# Records drawn from a dataset
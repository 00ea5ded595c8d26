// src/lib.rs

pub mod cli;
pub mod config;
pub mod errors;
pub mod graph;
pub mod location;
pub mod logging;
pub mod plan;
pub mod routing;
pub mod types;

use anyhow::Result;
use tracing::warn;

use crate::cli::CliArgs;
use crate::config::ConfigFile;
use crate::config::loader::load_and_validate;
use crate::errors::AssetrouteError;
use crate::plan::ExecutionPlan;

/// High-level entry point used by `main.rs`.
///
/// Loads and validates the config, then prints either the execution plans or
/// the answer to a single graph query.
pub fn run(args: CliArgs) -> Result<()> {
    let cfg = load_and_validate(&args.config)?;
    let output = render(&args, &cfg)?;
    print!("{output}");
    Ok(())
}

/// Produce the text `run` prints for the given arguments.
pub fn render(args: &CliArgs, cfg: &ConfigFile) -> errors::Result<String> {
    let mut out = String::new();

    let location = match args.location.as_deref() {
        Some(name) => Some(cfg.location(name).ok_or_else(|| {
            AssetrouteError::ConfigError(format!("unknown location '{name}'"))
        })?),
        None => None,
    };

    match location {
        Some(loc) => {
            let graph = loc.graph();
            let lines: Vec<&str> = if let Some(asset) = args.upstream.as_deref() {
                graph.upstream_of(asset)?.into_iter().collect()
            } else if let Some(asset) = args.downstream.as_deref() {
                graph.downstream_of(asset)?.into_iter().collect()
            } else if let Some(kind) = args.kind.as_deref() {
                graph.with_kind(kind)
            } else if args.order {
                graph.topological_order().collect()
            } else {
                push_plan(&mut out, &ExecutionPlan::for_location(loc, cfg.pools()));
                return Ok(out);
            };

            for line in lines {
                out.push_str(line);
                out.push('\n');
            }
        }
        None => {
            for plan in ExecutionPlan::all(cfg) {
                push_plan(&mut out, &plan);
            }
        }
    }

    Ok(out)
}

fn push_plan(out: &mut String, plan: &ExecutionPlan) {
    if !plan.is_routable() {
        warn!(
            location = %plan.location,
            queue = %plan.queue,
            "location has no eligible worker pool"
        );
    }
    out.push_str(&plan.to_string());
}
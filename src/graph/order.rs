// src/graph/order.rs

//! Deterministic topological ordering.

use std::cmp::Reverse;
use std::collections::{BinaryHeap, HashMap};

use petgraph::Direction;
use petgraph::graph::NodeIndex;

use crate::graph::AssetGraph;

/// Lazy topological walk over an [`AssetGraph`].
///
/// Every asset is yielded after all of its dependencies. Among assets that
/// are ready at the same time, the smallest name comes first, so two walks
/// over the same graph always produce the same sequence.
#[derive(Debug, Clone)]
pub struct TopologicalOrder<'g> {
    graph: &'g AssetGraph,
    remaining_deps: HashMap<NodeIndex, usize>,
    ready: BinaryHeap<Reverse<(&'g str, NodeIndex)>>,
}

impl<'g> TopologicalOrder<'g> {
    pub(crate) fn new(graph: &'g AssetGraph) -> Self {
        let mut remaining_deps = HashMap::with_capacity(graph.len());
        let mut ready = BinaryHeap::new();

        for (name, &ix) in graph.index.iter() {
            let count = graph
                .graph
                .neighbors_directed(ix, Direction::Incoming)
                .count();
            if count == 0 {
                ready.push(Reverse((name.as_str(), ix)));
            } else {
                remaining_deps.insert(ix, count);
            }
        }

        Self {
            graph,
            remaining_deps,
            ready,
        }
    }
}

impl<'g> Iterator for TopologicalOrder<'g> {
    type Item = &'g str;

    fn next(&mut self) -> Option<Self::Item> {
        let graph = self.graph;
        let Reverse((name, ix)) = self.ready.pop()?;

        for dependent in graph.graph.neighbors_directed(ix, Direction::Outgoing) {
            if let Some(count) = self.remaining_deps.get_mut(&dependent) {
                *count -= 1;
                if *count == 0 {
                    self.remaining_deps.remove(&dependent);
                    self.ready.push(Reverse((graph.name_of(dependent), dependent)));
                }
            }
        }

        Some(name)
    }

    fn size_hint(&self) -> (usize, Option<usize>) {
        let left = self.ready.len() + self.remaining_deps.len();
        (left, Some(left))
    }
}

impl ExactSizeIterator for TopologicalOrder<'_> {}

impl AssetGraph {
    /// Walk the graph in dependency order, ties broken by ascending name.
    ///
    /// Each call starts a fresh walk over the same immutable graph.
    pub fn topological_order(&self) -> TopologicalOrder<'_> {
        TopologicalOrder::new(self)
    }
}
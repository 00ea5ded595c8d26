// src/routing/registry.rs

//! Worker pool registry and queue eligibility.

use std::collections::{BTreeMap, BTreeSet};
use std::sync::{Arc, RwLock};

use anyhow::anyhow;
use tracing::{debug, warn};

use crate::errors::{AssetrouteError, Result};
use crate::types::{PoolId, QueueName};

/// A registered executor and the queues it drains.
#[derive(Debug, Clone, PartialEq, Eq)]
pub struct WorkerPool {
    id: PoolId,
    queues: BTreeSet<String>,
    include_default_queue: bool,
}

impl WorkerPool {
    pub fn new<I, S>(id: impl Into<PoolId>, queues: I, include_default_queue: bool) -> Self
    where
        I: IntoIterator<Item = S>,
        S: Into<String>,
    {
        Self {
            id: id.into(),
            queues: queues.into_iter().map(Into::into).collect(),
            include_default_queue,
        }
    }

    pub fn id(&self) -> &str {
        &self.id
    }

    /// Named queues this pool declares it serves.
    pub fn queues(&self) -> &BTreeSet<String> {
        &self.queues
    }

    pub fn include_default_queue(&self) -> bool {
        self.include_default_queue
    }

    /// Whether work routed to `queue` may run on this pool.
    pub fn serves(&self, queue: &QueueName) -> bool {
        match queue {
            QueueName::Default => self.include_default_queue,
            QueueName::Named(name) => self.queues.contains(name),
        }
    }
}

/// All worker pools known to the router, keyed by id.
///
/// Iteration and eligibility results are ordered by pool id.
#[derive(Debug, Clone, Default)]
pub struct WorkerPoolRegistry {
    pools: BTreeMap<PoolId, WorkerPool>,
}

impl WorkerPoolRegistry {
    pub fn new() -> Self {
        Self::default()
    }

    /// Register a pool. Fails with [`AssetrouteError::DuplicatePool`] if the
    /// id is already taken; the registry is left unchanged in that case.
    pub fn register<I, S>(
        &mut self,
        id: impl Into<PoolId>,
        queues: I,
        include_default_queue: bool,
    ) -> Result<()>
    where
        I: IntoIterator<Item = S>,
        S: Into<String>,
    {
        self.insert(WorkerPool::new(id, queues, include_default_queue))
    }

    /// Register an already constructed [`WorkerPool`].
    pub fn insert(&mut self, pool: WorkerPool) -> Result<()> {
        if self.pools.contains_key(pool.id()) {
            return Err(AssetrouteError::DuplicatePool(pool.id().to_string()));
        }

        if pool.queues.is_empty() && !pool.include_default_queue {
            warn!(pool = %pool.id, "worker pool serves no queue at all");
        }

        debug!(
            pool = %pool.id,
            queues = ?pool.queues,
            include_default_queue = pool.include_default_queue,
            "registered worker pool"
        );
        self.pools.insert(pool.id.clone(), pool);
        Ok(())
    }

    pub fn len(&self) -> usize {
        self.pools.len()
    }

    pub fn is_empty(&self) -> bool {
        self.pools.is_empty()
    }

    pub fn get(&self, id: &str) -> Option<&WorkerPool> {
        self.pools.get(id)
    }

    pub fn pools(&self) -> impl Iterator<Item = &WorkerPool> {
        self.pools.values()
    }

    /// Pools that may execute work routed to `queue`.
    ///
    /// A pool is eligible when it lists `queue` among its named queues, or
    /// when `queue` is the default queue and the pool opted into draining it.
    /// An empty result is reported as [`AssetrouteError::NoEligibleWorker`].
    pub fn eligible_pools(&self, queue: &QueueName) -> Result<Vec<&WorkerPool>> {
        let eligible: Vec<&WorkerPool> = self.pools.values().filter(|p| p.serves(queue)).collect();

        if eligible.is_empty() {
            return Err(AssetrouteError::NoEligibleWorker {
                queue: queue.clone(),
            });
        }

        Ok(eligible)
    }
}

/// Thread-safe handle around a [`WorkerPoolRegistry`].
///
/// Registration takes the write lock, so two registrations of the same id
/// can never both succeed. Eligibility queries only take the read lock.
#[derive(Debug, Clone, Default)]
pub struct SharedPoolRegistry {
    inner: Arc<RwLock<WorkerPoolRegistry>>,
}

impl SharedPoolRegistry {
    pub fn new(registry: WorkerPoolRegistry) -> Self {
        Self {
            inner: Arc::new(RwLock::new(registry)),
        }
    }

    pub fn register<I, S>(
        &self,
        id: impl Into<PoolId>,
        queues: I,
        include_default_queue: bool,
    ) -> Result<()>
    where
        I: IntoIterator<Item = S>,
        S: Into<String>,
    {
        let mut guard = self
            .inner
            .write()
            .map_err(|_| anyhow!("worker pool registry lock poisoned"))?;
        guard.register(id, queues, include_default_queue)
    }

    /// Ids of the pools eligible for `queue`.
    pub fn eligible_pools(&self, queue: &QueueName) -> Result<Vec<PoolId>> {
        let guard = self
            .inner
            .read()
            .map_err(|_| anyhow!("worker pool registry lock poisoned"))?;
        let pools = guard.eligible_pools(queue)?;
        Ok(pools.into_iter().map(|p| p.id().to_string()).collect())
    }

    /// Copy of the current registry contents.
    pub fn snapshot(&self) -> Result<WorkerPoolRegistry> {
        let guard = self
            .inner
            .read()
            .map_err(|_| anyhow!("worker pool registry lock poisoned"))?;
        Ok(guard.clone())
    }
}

# Aim of the task
Check each line of the records for the string "when" and copy those that have it.

# Task output
    /// A pool is eligible when it lists `queue` among its named queues, or
    /// when `queue` is the default queue and the pool opted into draining it.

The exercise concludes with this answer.